HelloElwin commented 1 year ago

代码已经更新;验证集是用于调整超参数,我们使用验证集获得最优超参数后报告了相应的结果,repo 中的代码不涉及调参功能,所以没有单独划分验证集,注意最后验证集是和训练集一起训练模型,汇报测试集的结果;处理原始数据烦请参考特定的数据集的格式来实现;load_model 是加载模型继续训练,结果可能在小范围内波动。

zyx1017 commented 1 year ago

@HelloElwin 谢谢你的回复! 请问能提供将原始数据处理成seq\neg\tst的方法吗?我想处理自己的数据集

HelloElwin commented 1 year ago

不同数据集的格式不一样,这里没有统一的代码。只需要参考 seq/neg/tst 的格式处理即可,烦请自行实现。

zyx1017 commented 1 year ago

@HelloElwin 我打开seq\neg\tst这几个文件都是乱码,请问怎样才能读到这些文件的格式?能否提供你们处理某个数据集的示例代码作为参考呢

HelloElwin commented 1 year ago

这些不是文本文件,请参考 handler.py 用 Python 打开,时间有限不能帮上所有忙,请自行实现呀。
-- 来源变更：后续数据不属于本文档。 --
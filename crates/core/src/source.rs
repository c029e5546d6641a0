//! Boundary traits for the platform collaborators.
//!
//! The pipeline only sees these traits; the HTTP implementations live in
//! `platform-client` and tests plug in scripted ones.

use crate::error::Result;
use crate::ids::StudentId;
use crate::record::RawSession;
use async_trait::async_trait;
use chrono::{DateTime, Utc};

/// Paginated session history, newest first.
#[async_trait]
pub trait SessionFeed: Send + Sync {
    /// Fetches one page of sessions strictly older than `before`.
    ///
    /// Page size and ordering inside the page are up to the feed.
    async fn fetch_sessions(&self, before: DateTime<Utc>) -> Result<Vec<RawSession>>;
}

/// Student profile pages.
#[async_trait]
pub trait ProfileSource: Send + Sync {
    /// Fetches the HTML dashboard page of a student.
    async fn fetch_profile_html(&self, student_id: &StudentId) -> Result<String>;
}
//! Student enrichment via profile page scraping.
//!
//! Resolves a student's financing status from the one descriptive text node
//! on their dashboard page. Each student is looked up at most once: a
//! resolved status short-circuits before any request is made.

use invoice_core::{Error, FinancedStatus, ProfileSource, Result, Student};
use scraper::{Html, Selector};
use serde::{Deserialize, Serialize};
use std::sync::LazyLock;
use std::time::Instant;
use telemetry::metrics;
use tracing::{debug, info};

/// Enrichment configuration.
#[derive(Debug, Clone, Serialize, Deserialize)]
pub struct EnrichmentConfig {
    /// CSS selector of the node holding the financing description
    #[serde(default = "default_details_selector")]
    pub details_selector: String,
    /// Token marking a self-funded student (locale specific)
    #[serde(default = "default_auto_financed_marker")]
    pub auto_financed_marker: String,
}

const DETAILS_SELECTOR: &str = "div.mentorshipStudent__details > p";

fn default_details_selector() -> String {
    DETAILS_SELECTOR.to_string()
}

static DEFAULT_SELECTOR: LazyLock<Selector> =
    LazyLock::new(|| Selector::parse(DETAILS_SELECTOR).expect("constant selector parses"));

fn default_auto_financed_marker() -> String {
    "Auto".to_string()
}

impl Default for EnrichmentConfig {
    fn default() -> Self {
        Self {
            details_selector: default_details_selector(),
            auto_financed_marker: default_auto_financed_marker(),
        }
    }
}

/// Enrichment worker resolving financing statuses.
#[derive(Debug)]
pub struct EnrichmentWorker {
    selector: Selector,
    marker: String,
}

impl EnrichmentWorker {
    /// Creates a new enrichment worker with the default selector and marker.
    pub fn new() -> Self {
        Self {
            selector: DEFAULT_SELECTOR.clone(),
            marker: default_auto_financed_marker(),
        }
    }

    /// Creates a new enrichment worker with custom config.
    pub fn with_config(config: EnrichmentConfig) -> Result<Self> {
        let selector = Selector::parse(&config.details_selector).map_err(|e| {
            Error::config(format!(
                "invalid details selector {:?}: {:?}",
                config.details_selector, e
            ))
        })?;

        Ok(Self {
            selector,
            marker: config.auto_financed_marker,
        })
    }

    /// Resolves `student`'s financing status, fetching their profile page
    /// only if the status is still unknown.
    ///
    /// Returns the status in effect afterwards. Safe to call concurrently,
    /// including for the same student.
    pub async fn resolve(
        &self,
        student: &Student,
        profiles: &dyn ProfileSource,
    ) -> Result<FinancedStatus> {
        let current = student.financed();
        if current.is_resolved() {
            debug!(student_id = %student.id(), "Financing already resolved");
            return Ok(current);
        }

        let started = Instant::now();
        let html = profiles.fetch_profile_html(student.id()).await;
        metrics()
            .profile_fetch_latency_ms
            .observe(started.elapsed().as_millis() as u64);

        let status = html.and_then(|html| self.classify(&html)).map_err(|e| {
            metrics().enrichment_failures.inc();
            match e {
                Error::Parse(msg) => {
                    Error::parse(format!("cannot parse student page {}: {}", student.id(), msg))
                }
                other => other,
            }
        })?;

        let effective = student.resolve(status);
        metrics().students_enriched.inc();
        info!(
            student = %student.name(),
            financed = effective.label(),
            "Updated student"
        );

        Ok(effective)
    }

    /// Reads the financing status out of a profile page.
    pub fn classify(&self, html: &str) -> Result<FinancedStatus> {
        let document = Html::parse_document(html);
        let node = document
            .select(&self.selector)
            .next()
            .ok_or_else(|| Error::parse("financing details node not found"))?;

        // Leading text only, as nested markup is not part of the description
        let text = node
            .children()
            .next()
            .and_then(|child| child.value().as_text().map(|t| &**t))
            .unwrap_or_default();
        if text.trim().contains(&self.marker) {
            Ok(FinancedStatus::AutoFinanced)
        } else {
            Ok(FinancedStatus::Financed)
        }
    }
}

impl Default for EnrichmentWorker {
    fn default() -> Self {
        Self::new()
    }
}
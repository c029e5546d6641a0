//! Unified error types for the invoice builder.
//!
//! Every error is fatal to a run: an invoice is never computed from
//! incomplete data, so callers propagate rather than recover.

use thiserror::Error;

/// Result type alias using our Error type.
pub type Result<T> = std::result::Result<T, Error>;

/// Unified error type for the invoice builder.
#[derive(Debug, Error)]
pub enum Error {
    /// Login failed or the platform rejected our credentials.
    #[error("authentication error: {0}")]
    Authentication(String),

    /// A feed record or profile page did not have the expected shape.
    #[error("parse error: {0}")]
    Parse(String),

    /// A derived value was requested before any session was ingested.
    #[error("no session has been ingested yet")]
    EmptyAggregate,

    /// The platform kept answering 429 after all retries.
    #[error("rate limited: {message}")]
    RateLimited {
        message: String,
        retry_after: Option<u64>,
    },

    #[error("http error: {0}")]
    Http(String),

    /// The feed stopped moving the pagination cursor backward.
    #[error("pagination error: {0}")]
    Pagination(String),

    #[error("run cancelled")]
    Cancelled,

    #[error("persistence error: {0}")]
    Persistence(#[from] std::io::Error),

    #[error("serialization error: {0}")]
    Serialization(#[from] serde_json::Error),

    #[error("configuration error: {0}")]
    Config(String),

    #[error("internal error: {0}")]
    Internal(String),
}

impl Error {
    pub fn authentication(msg: impl Into<String>) -> Self {
        Self::Authentication(msg.into())
    }

    pub fn parse(msg: impl Into<String>) -> Self {
        Self::Parse(msg.into())
    }

    /// Create a rate limit error.
    pub fn rate_limited(msg: impl Into<String>, retry_after: Option<u64>) -> Self {
        Self::RateLimited {
            message: msg.into(),
            retry_after,
        }
    }

    pub fn http(msg: impl Into<String>) -> Self {
        Self::Http(msg.into())
    }

    pub fn pagination(msg: impl Into<String>) -> Self {
        Self::Pagination(msg.into())
    }

    pub fn config(msg: impl Into<String>) -> Self {
        Self::Config(msg.into())
    }

    pub fn internal(msg: impl Into<String>) -> Self {
        Self::Internal(msg.into())
    }

    /// Whether the error came from the platform's throttling.
    pub fn is_rate_limited(&self) -> bool {
        matches!(self, Self::RateLimited { .. })
    }
}
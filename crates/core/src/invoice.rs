//! Invoice projection: groups a run's sessions into billing buckets.

use crate::error::Result;
use crate::record::MAX_LEVEL;
use crate::session::{Session, SessionAggregate, SessionFilter};
use crate::student::Student;
use chrono::{DateTime, Utc};
use std::collections::HashMap;
use std::sync::Arc;
use std::time::Duration;

/// A labelled group of sessions billed together.
#[derive(Debug, Clone)]
pub struct ReportBucket<'a> {
    pub label: String,
    pub level: u8,
    pub is_presentation: bool,
    pub noshow: bool,
    pub sessions: Vec<&'a Session>,
}

impl ReportBucket<'_> {
    pub fn subtotal(&self) -> f64 {
        self.sessions.iter().map(|s| s.price()).sum()
    }

    pub fn len(&self) -> usize {
        self.sessions.len()
    }

    pub fn is_empty(&self) -> bool {
        self.sessions.is_empty()
    }
}

/// Everything a report needs for one billing month.
#[derive(Debug, Clone)]
pub struct Invoice<'a> {
    pub year: i32,
    pub month: u32,
    pub buckets: Vec<ReportBucket<'a>>,
    /// Self-funded students, by name.
    pub auto_financed_students: Vec<Arc<Student>>,
    pub no_charge: Vec<&'a Session>,
    /// Sessions still waiting for the mentor to fill in their outcome.
    pub to_complete: Vec<&'a Session>,
    pub duration: Duration,
    pub generated_at: DateTime<Utc>,
}

impl<'a> Invoice<'a> {
    /// Builds the projection. Fails on an empty aggregate since the billing
    /// month is taken from the sessions themselves.
    pub fn build(aggregate: &'a SessionAggregate, duration: Duration) -> Result<Self> {
        let year = aggregate.year()?;
        let month = aggregate.month()?;

        let mut buckets = Vec::new();
        for level in 0..=MAX_LEVEL {
            let level_buckets = level_buckets(aggregate, level);
            // Level 0 only shows up for sessions without a project level
            if level == 0 && level_buckets.iter().all(ReportBucket::is_empty) {
                continue;
            }
            buckets.extend(level_buckets);
        }

        let mut by_id: HashMap<&str, Arc<Student>> = HashMap::new();
        for session in aggregate.filter(&SessionFilter::new().financed(false)) {
            by_id
                .entry(session.student().id().as_str())
                .or_insert_with(|| session.student().clone());
        }
        let mut auto_financed_students: Vec<Arc<Student>> = by_id.into_values().collect();
        auto_financed_students.sort_by(|a, b| a.name().cmp(b.name()));

        Ok(Self {
            year,
            month,
            buckets,
            auto_financed_students,
            no_charge: aggregate.filter(&SessionFilter::new().any_kind().no_charge(true)),
            to_complete: aggregate.filter(&SessionFilter::new().any_kind().pending(true)),
            duration,
            generated_at: Utc::now(),
        })
    }

    /// Sum of every bucket.
    pub fn total(&self) -> f64 {
        self.buckets.iter().map(ReportBucket::subtotal).sum()
    }

    pub fn session_count(&self) -> usize {
        self.buckets.iter().map(ReportBucket::len).sum()
    }
}

fn level_buckets(aggregate: &SessionAggregate, level: u8) -> Vec<ReportBucket<'_>> {
    let mut buckets = Vec::with_capacity(6);

    for financed in [false, true] {
        let label_f = if financed { "F" } else { "AutoF" };
        for noshow in [false, true] {
            let filter = SessionFilter::new()
                .level(level)
                .financed(financed)
                .noshow(noshow)
                .presentation(false);
            buckets.push(ReportBucket {
                label: with_noshow(format!("LEVEL {level} / {label_f}"), noshow),
                level,
                is_presentation: false,
                noshow,
                sessions: aggregate.filter(&filter),
            });
        }
    }

    for noshow in [false, true] {
        let filter = SessionFilter::new()
            .level(level)
            .noshow(noshow)
            .presentation(true);
        buckets.push(ReportBucket {
            label: with_noshow(format!("PRESENTATIONS LEVEL {level}"), noshow),
            level,
            is_presentation: true,
            noshow,
            sessions: aggregate.filter(&filter),
        });
    }

    buckets
}

fn with_noshow(label: String, noshow: bool) -> String {
    if noshow {
        format!("{label} noshow")
    } else {
        label
    }
}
zyx1017 commented 1 year ago

@HelloElwin 好的!谢谢你

zyx1017 commented 1 year ago

@HelloElwin 你好,更新后的代码你有重新跑过他的效果嘛?我跑了下好像还是跟之前差不多?

HelloElwin commented 1 year ago

你好,请参考 ArXiv 上更新后的实验结果,repo 的代码固定了随机种子和之前的实验效果有略微差距。